Provided entries Start Marker
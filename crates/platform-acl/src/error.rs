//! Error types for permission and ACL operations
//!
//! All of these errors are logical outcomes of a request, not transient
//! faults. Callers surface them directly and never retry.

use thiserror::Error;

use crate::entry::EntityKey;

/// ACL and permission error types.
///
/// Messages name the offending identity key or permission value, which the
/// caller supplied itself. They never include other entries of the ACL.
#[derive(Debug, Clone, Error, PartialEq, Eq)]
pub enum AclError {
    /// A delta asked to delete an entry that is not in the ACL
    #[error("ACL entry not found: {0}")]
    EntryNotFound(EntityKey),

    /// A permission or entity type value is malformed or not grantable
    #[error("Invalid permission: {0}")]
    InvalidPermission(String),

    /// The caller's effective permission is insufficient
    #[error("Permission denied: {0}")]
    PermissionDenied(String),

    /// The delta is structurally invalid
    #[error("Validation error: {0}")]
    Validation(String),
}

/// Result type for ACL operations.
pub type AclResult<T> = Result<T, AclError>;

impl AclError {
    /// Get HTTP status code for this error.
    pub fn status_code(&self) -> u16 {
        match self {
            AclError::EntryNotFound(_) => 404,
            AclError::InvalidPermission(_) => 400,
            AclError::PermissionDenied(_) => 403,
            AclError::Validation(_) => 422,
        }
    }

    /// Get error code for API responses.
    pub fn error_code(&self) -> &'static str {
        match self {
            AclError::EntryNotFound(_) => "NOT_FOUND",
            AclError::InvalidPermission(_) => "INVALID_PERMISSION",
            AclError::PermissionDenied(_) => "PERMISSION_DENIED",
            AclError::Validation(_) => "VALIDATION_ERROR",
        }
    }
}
Provided entries End Marker
= What is needed =
Pick out the lines above containing the word "String", then copy them.

= Task result =
    InvalidPermission(String),
    PermissionDenied(String),
    Validation(String),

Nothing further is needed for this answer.